I went from being an Alpha male to the kind of passive easygoing guy you describe your husband as.It was only in my personal life not my business life but it happened so gradually I didn't notice until my then fiancée completely overstepped the mark and told me she was going to do the one thing that we had agreed was a deal breaker.
This was a tattoo believe it or not.I hate tattoos with a passion.I broke up with her,called off the wedding and did everything I could to get her to leave me alone.She was stunned that I would react like this because I always went with the flow and did whatever she wanted.
I started to remember lots of ways that she had(in my mind) belittled me and I just could not let it go.We are still broke up as I write.There was a lot of outside influences as well but it was the talk of a tattoo that split us up.
The reason I tell you this is you could have been describing me when you described your husband.Just remember everyone has a breaking point and it may be something so insignificant that triggers it that you will be shocked.
Your husband sounds like a great guy so it will probably never happen.


----------



## SimplyAmorous (Nov 25, 2009)

Faithful Wife said:


> *Maybe I just didn't ask them to do unreasonable things? * I dunno. The times when they did not do what I asked, there was always a legit reason...even if the reason sometimes was "I don't feel like it, please do it yourself if you want that done".

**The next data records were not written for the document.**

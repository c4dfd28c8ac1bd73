//! Long division.

use super::BigUnsigned;
use crate::common::util::add_carry;
use crate::common::util::shift_slice_left_copy;
use crate::common::util::shift_slice_right_copy;
use crate::common::util::sub_borrow;
use crate::defs::DoubleWord;
use crate::defs::Error;
use crate::defs::Word;
use crate::defs::MAX_LIMBS;
use crate::defs::WORD_BASE;
use crate::defs::WORD_BIT_SIZE;
use crate::defs::WORD_MAX;
use crate::defs::WORD_SIGNIFICANT_BIT;

impl BigUnsigned {
    /// Divides `self` by a single limb `d`, returns quotient and remainder.
    ///
    /// ## Errors
    ///
    ///  - DivisionByZero: `d` is zero.
    pub fn div_rem_by_word(&self, d: Word) -> Result<(Self, Word), Error> {
        if d == 0 {
            return Err(Error::DivisionByZero);
        }

        let d = d as DoubleWord;
        let mut q = Self::zero();
        let mut rh: DoubleWord = 0;

        for (a, b) in self.limbs().iter().zip(q.limbs[..self.len].iter_mut()).rev() {
            let qh = (rh << WORD_BIT_SIZE) | *a as DoubleWord;
            *b = (qh / d) as Word;
            rh = qh % d;
        }

        q.len = self.len;
        q.normalize();

        Ok((q, rh as Word))
    }

    /// Divides `self` by `d`, returns quotient and remainder.
    ///
    /// Multi-limb divisors use Knuth's algorithm D: both operands are shifted so that the
    /// most significant bit of the divisor is set, each quotient limb is estimated from the
    /// top two limbs of the running remainder, and the estimate is corrected downward.
    ///
    /// ## Errors
    ///
    ///  - DivisionByZero: `d` is zero.
    pub fn div_rem(&self, d: &Self) -> Result<(Self, Self), Error> {
        if d.is_zero() {
            return Err(Error::DivisionByZero);
        }

        if self < d {
            return Ok((Self::zero(), self.clone()));
        }

        if d.len == 1 {
            let (q, r) = self.div_rem_by_word(d.limbs[0])?;
            return Ok((q, Self::from_u32(r)));
        }

        let n = d.len;
        let m = self.len - n;
        let shift = d.limbs[n - 1].leading_zeros() as usize;

        // normalize: v = d * 2^shift, u = self * 2^shift with one extra limb
        let mut v = [0 as Word; MAX_LIMBS];
        let mut u = [0 as Word; MAX_LIMBS + 1];
        shift_slice_left_copy(d.limbs(), &mut v[..n], shift);
        shift_slice_left_copy(self.limbs(), &mut u[..self.len + 1], shift);

        debug_assert!(v[n - 1] & WORD_SIGNIFICANT_BIT != 0);

        let v1 = v[n - 1] as DoubleWord;
        let v2 = v[n - 2] as DoubleWord;
        let mut q = Self::zero();

        for j in (0..=m).rev() {
            let num = ((u[j + n] as DoubleWord) << WORD_BIT_SIZE) | u[j + n - 1] as DoubleWord;
            let mut qh = num / v1;
            let mut rh = num % v1;

            if qh > WORD_MAX as DoubleWord {
                qh = WORD_MAX as DoubleWord;
                rh = num - qh * v1;
            }

            while rh < WORD_BASE
                && qh * v2 > ((rh << WORD_BIT_SIZE) | u[j + n - 2] as DoubleWord)
            {
                qh -= 1;
                rh += v1;
            }

            // u[j..=j+n] -= qh * v
            let mut k: DoubleWord = 0;
            let mut c: Word = 0;
            for (a, b) in v[..n].iter().zip(u[j..j + n].iter_mut()) {
                let p = *a as DoubleWord * qh + k;
                k = p >> WORD_BIT_SIZE;
                c = sub_borrow(*b, p as Word, c, b);
            }
            let top = u[j + n];
            c = sub_borrow(top, k as Word, c, &mut u[j + n]);

            if c > 0 {
                // the estimate was one too large: add the divisor back
                qh -= 1;
                c = 0;
                for (a, b) in v[..n].iter().zip(u[j..j + n].iter_mut()) {
                    c = add_carry(*b, *a, c, b);
                }
                u[j + n] = u[j + n].wrapping_add(c);
            }

            q.limbs[j] = qh as Word;
        }

        q.len = m + 1;
        q.normalize();

        // the remainder is in the low n limbs of u, still scaled by 2^shift
        let mut r = Self::zero();
        shift_slice_right_copy(&u[..n], &mut r.limbs[..n], shift);
        r.len = n;
        r.normalize();

        Ok((q, r))
    }
}
#[cfg(test)]
mod tests {

    use super::*;

    #[cfg(not(feature = "std"))]
    use alloc::{string::String, vec::Vec};

    fn f(fmt: &str, args: &[Arg]) -> String {
        let mut s = String::new();
        let n = write_formatted(&mut s, fmt, args).unwrap();
        assert_eq!(n, s.len());
        s
    }

    #[test]
    fn test_conversions() {
        assert_eq!(f("%% Hello, world! %%\n", &[]), "% Hello, world! %\n");
        assert_eq!(f("[%5%|%-3%|%l%]", &[]), "[%|%|%]");
        assert_eq!(f("%5%%d", &[7.into()]), "%7");
        assert_eq!(f("%c %c %c", &['a'.into(), 'b'.into(), 'ж'.into()]), "a b ж");
        assert_eq!(f("%d %i %d", &[0.into(), (-1).into(), 1234.into()]), "0 -1 1234");
        assert_eq!(
            f("%f %f %f", &[0.0.into(), (-1.0).into(), 1.234.into()]),
            "0.000000 -1.000000 1.234000"
        );
        assert_eq!(f("%o %o %o", &[0u32.into(), 8u32.into(), 16u32.into()]), "0 10 20");
        assert_eq!(f("%s %s %s", &["abc".into(), "def".into(), "ghi".into()]), "abc def ghi");
        assert_eq!(
            f("%u %u %u", &[0u32.into(), (-1).into(), 1234u32.into()]),
            "0 18446744073709551615 1234"
        );
        assert_eq!(
            f("%x %X %x", &[0u32.into(), (-1).into(), 255u32.into()]),
            "0 FFFFFFFFFFFFFFFF ff"
        );
        assert_eq!(f("%d", &[u64::MAX.into()]), "18446744073709551615");
        assert_eq!(f("%d", &[i64::MIN.into()]), "-9223372036854775808");
        assert_eq!(f("%lld %zu %hhx", &[1.into(), 2usize.into(), 0xAu8.into()]), "1 2 a");
    }

    #[test]
    fn test_pointer() {
        let w = 2 * core::mem::size_of::<usize>();

        let s = f("%p", &[Arg::Ptr(0)]);
        assert_eq!(s.len(), w);
        assert!(s.bytes().all(|c| c == b'0'));

        let s = f("%p", &[Arg::Ptr(0xbeef)]);
        assert_eq!(s.len(), w);
        assert!(s.ends_with("000beef"));

        let x = 5u8;
        let s = f("%p", &[(&x as *const u8).into()]);
        assert_eq!(usize::from_str_radix(&s, 16).unwrap(), &x as *const u8 as usize);
    }

    #[test]
    fn test_flags_width_precision() {
        assert_eq!(f("%5d|%-5d|%05d", &[42.into(), 42.into(), 42.into()]), "   42|42   |00042");
        assert_eq!(f("%+d|% d|%+d", &[5.into(), 5.into(), (-5).into()]), "+5| 5|-5");
        assert_eq!(f("%-+6d|", &[7.into()]), "+7    |");
        assert_eq!(f("%05d", &[(-42).into()]), "-0042");
        assert_eq!(f("%.5d|%8.3d", &[42.into(), 7.into()]), "00042|     007");
        assert_eq!(f("%08.3d", &[7.into()]), "     007");
        assert_eq!(f("[%.0d]", &[0.into()]), "[]");
        assert_eq!(f("%#x %#X %#x %#o %#o", &[255u32.into(), 255u32.into(), 0u32.into(), 8u32.into(), 0u32.into()]),
            "0xff 0XFF 0 010 0");

        assert_eq!(f("%08.3f", &[(-3.14159).into()]), "-003.142");
        assert_eq!(f("%.0f|%#.0f", &[2.5.into(), 2.5.into()]), "2|2.");
        assert_eq!(f("%.2f", &[0.125.into()]), "0.12");
        assert_eq!(f("%+.1f|% .1f", &[1.0.into(), 1.0.into()]), "+1.0| 1.0");
        assert_eq!(f("%-8.2f|", &[3.5.into()]), "3.50    |");
        assert_eq!(f("%.1f", &[(-0.0).into()]), "-0.0");
        assert_eq!(f("%.20f", &[0.1.into()]), "0.10000000000000000555");

        assert_eq!(f("%8f|%08f", &[f64::INFINITY.into(), f64::NEG_INFINITY.into()]), "     inf|    -inf");
        assert_eq!(f("%f %F", &[f64::NAN.into(), f64::NAN.into()]), "qNaN QNAN");
        assert_eq!(f("%F", &[f64::NEG_INFINITY.into()]), "-INF");

        assert_eq!(f("%.3s|%6.2s|%-4s|", &["abcdef".into(), "xyz".into(), "a".into()]), "abc|    xy|a   |");
        assert_eq!(f("%.2s", &["жx".into()]), "ж");
        assert_eq!(f("%.1s|", &["ж".into()]), "|");
        assert_eq!(f("%3c|%-3c|", &['a'.into(), 'b'.into()]), "  a|b  |");
        assert_eq!(f("%40d", &[1.into()]).len(), 40);
    }

    #[test]
    fn test_errors() {
        let mut s = String::new();
        assert_eq!(write_formatted(&mut s, "%q", &[1.into()]), Err(Error::InvalidFormatSpecifier));
        assert_eq!(write_formatted(&mut s, "abc %", &[]), Err(Error::InvalidFormatSpecifier));
        assert_eq!(write_formatted(&mut s, "%5.", &[]), Err(Error::InvalidFormatSpecifier));
        assert_eq!(
            write_formatted(&mut s, "%99999999999999999999999d", &[1.into()]),
            Err(Error::InvalidFormatSpecifier)
        );
        assert_eq!(write_formatted(&mut s, "%d", &["x".into()]), Err(Error::ArgumentMismatch));
        assert_eq!(write_formatted(&mut s, "%s", &[1.into()]), Err(Error::ArgumentMismatch));
        assert_eq!(write_formatted(&mut s, "%f", &[1.into()]), Err(Error::ArgumentMismatch));
        assert_eq!(write_formatted(&mut s, "%c", &[Arg::Ptr(1)]), Err(Error::ArgumentMismatch));
        assert_eq!(write_formatted(&mut s, "%d %d", &[1.into()]), Err(Error::MissingArgument));

        // extra arguments are ignored
        assert_eq!(write_formatted(&mut s, "x", &[1.into()]), Ok(1));
    }

    #[test]
    fn test_format_to_slice() {
        let mut buf = [0u8; 16];
        let n = format_to_slice(&mut buf, "%d-%s", &[12.into(), "ab".into()]).unwrap();
        assert_eq!(&buf[..n], b"12-ab");

        let mut buf = [0u8; 4];
        assert_eq!(format_to_slice(&mut buf, "%f", &[1.0.into()]), Err(Error::BufferInsufficient));
        // the chunks written before the failure are kept
        assert_eq!(&buf[..2], b"1.");

        let mut v = Vec::new();
        assert_eq!(write_formatted(&mut v, "%.3f", &[(-1.0005).into()]), Ok(6));
        assert_eq!(v, b"-1.000");
    }

    #[cfg(feature = "std")]
    #[test]
    fn test_print() {
        assert_eq!(print("", &[]), Ok(0));
    }

    #[test]
    fn test_spec_parse() {
        let (spec, n) = Spec::parse(b"-+ 0#12.7lf rest").unwrap();
        assert_eq!(n, 11);
        assert!(spec.left && spec.plus && spec.space && spec.zero && spec.alt);
        assert_eq!(spec.width, 12);
        assert_eq!(spec.precision, Some(7));
        assert_eq!(spec.conv, b'f');

        let (spec, n) = Spec::parse(b".d").unwrap();
        assert_eq!(n, 2);
        assert_eq!(spec.precision, Some(0));
    }

    #[test]
    fn test_counter() {
        let mut s = String::new();
        let mut c = Counter { sink: &mut s, count: 0 };
        c.write(b"abc").unwrap();
        write_repeat(&mut c, b'x', 70).unwrap();
        assert_eq!(c.count, 73);
        assert_eq!(s.len(), 73);
    }
}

 And this is a key point, isn't it...

I can't think of a time where my husband has ever said to me in 30 + yrs ..."I don't feel like it or you need to do that yourself"... but granted.. I don't think I ask him for unreasonable things.. as far as doing little stuff .... I am "on it" as much as he is "on it" doing his share... 

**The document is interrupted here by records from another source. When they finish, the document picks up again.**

use crate::common::TestDatabase;
use lucid::sea_query::Value;
use lucid::{record, Query};

fn tag_post_and_video(db: &TestDatabase) {
    let post = db.builder("Post").find_or_fail(&db.conn, 1).unwrap();
    let video = db.builder("Video").find_or_fail(&db.conn, 1).unwrap();
    assert_eq!(post.pivot(&db.registry, "tags").unwrap().attach(&db.conn, [1, 2]).unwrap(), 2);
    assert_eq!(video.pivot(&db.registry, "tags").unwrap().attach(&db.conn, [2, 3]).unwrap(), 2);
    db.take_queries();
}

#[test]
fn morph_pivot_rows_carry_the_type() {
    let db = TestDatabase::new();
    tag_post_and_video(&db);

    let rows = Query::table("taggables")
        .where_eq("taggable_type", "videos")
        .pluck(&db.conn, "tag_id")
        .unwrap();
    assert_eq!(rows, vec![Value::from(2i64), Value::from(3i64)]);
}

#[test]
fn eager_morph_to_many_is_scoped_by_type() {
    let db = TestDatabase::new();
    tag_post_and_video(&db);

    let post = db
        .builder("Post")
        .with(["tags"])
        .unwrap()
        .find_or_fail(&db.conn, 1)
        .unwrap();
    let tags = post.related_many("tags").unwrap();
    assert_eq!(tags.column("name"), vec![Value::from("rust"), Value::from("sql")]);
    assert_eq!(
        tags.first().unwrap().extra("pivot_taggable_id"),
        Some(&Value::from(1i64))
    );
    assert!(tags.first().unwrap().attributes().get("pivot_taggable_id").is_none());

    let tag = db
        .builder("Tag")
        .with(["posts", "videos"])
        .unwrap()
        .find_or_fail(&db.conn, 3)
        .unwrap();
    assert!(tag.related_many("posts").unwrap().is_empty());
    assert_eq!(tag.related_many("videos").unwrap().ids(), vec![Value::from(1i64)]);
}

#[test]
fn detach_all_leaves_other_types_alone() {
    let db = TestDatabase::new();
    tag_post_and_video(&db);

    let post = db.builder("Post").find_or_fail(&db.conn, 1).unwrap();
    let removed = post.pivot(&db.registry, "tags").unwrap().detach(&db.conn, None).unwrap();
    assert_eq!(removed, 2);

    let remaining = Query::table("taggables").count(&db.conn).unwrap();
    assert_eq!(remaining, 2);
    let video = db.builder("Video").find_or_fail(&db.conn, 1).unwrap();
    let ids = video.pivot(&db.registry, "tags").unwrap().related_ids(&db.conn).unwrap();
    assert_eq!(ids, vec![Value::from(2i64), Value::from(3i64)]);
}

#[test]
fn sync_diffs_against_current_rows() {
    let db = TestDatabase::new();
    tag_post_and_video(&db);

    let video = db.builder("Video").find_or_fail(&db.conn, 1).unwrap();
    let tags = video.pivot(&db.registry, "tags").unwrap();
    let result = tags.sync(&db.conn, [3, 1]).unwrap();
    assert_eq!(result.attached, vec![Value::from(1i32)]);
    assert_eq!(result.detached, vec![Value::from(2i64)]);

    let mut ids: Vec<i64> = tags
        .related_ids(&db.conn)
        .unwrap()
        .iter()
        .filter_map(|v| lucid::value::FromValue::from_value(v))
        .collect();
    ids.sort_unstable();
    assert_eq!(ids, [1, 3]);

    // untouched: the post shares id 1 with the video
    let post = db.builder("Post").find_or_fail(&db.conn, 1).unwrap();
    let post_ids = post.pivot(&db.registry, "tags").unwrap().related_ids(&db.conn).unwrap();
    assert_eq!(post_ids.len(), 2);
}

#[test]
fn tag_existence_through_pivot() {
    let db = TestDatabase::new();
    tag_post_and_video(&db);

    let tagged_rust = db
        .builder("Post")
        .where_has("tags", |q| q.where_eq("tags.name", "rust"))
        .unwrap()
        .all(&db.conn)
        .unwrap();
    assert_eq!(tagged_rust.ids(), vec![Value::from(1i64)]);

    let untagged = db
        .builder("Post")
        .doesnt_have("tags")
        .unwrap()
        .count(&db.conn)
        .unwrap();
    assert_eq!(untagged, 2);
}

#[test]
fn attach_with_extra_columns() {
    let db = TestDatabase::new();
    db.conn
        .execute_batch("ALTER TABLE taggables ADD COLUMN weight INTEGER")
        .unwrap();
    let post = db.builder("Post").find_or_fail(&db.conn, 2).unwrap();
    post.pivot(&db.registry, "tags")
        .unwrap()
        .attach_with(&db.conn, 1, record! { "weight" => 5 })
        .unwrap();

    let weight = Query::table("taggables")
        .where_eq("taggable_id", 2)
        .where_eq("taggable_type", "posts")
        .column(&db.conn, "weight")
        .unwrap();
    assert_eq!(weight, Some(Value::from(5i64)));
}

#[test]
fn prefixed_model_columns_are_not_pivot_data() {
    let db = TestDatabase::new();
    db.conn
        .execute_batch("ALTER TABLE tags ADD COLUMN pivot_order INTEGER NOT NULL DEFAULT 7")
        .unwrap();
    tag_post_and_video(&db);

    let post = db
        .builder("Post")
        .with(["tags"])
        .unwrap()
        .find_or_fail(&db.conn, 1)
        .unwrap();
    let tag = post.related_many("tags").unwrap().first().cloned().unwrap();
    assert_eq!(tag.attributes().get("pivot_order"), Some(&Value::from(7i64)));
    assert!(tag.extra("pivot_order").is_none());
    assert_eq!(tag.extra("pivot_taggable_id"), Some(&Value::from(1i64)));

    let lazy = post
        .related_query(&db.registry, "tags")
        .unwrap()
        .all(&db.conn)
        .unwrap();
    let first = lazy.first().unwrap();
    assert_eq!(first.attributes().get("pivot_order"), Some(&Value::from(7i64)));
    assert!(first.attributes().get("pivot_taggable_id").is_none());
}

If anything.. it's more of a "I want to get to this, can we start?" about some Home project that he is more qualified to do - but I am right there offering to help him tackle it..he can easily live with that.. I did push more home projects back in the day.. when I/we wanted to sell our 2nd house.. but it was good.. it sold in 3 weeks ! If we never did any of those things.. I just think it would have been a difficult sale... we had to get the place in better shape..


----------



## *Deidre* (Feb 7, 2016)

Adding to what I've said earlier in the thread...no one really finds a ''yes person'' to be attractive, and not because they appear weak, but rather it's just boring (and sad) to be with someone who would do anything and everything you ask, without question. Conflict and challenges are natural parts to a relationship.


----------



## SimplyAmorous (Nov 25, 2009)

Andy1001 said:


> I went from being an Alpha male to the kind of passive easygoing guy you describe your husband as.It was only in my personal life not my business life but it happened so gradually I didn't notice until my then fiancée completely overstepped the mark and told me she was going to do the one thing that we had agreed was a deal breaker.
> This was a tattoo believe it or not.I hate tattoos with a passion.I broke up with her,called off the wedding and did everything I could to get her to leave me alone.She was stunned that I would react like this because I always went with the flow and did whatever she wanted.
> I started to remember lots of ways that she had(in my mind) belittled me and I just could not let it go.We are still broke up as I write.There was a lot of outside influences as well but it was the talk of a tattoo that split us up.
> The reason I tell you this is you could have been describing me when you described your husband.Just remember everyone has a breaking point and it may be something so insignificant that triggers it that you will be shocked.
> Your husband sounds like a great guy so it will probably never happen.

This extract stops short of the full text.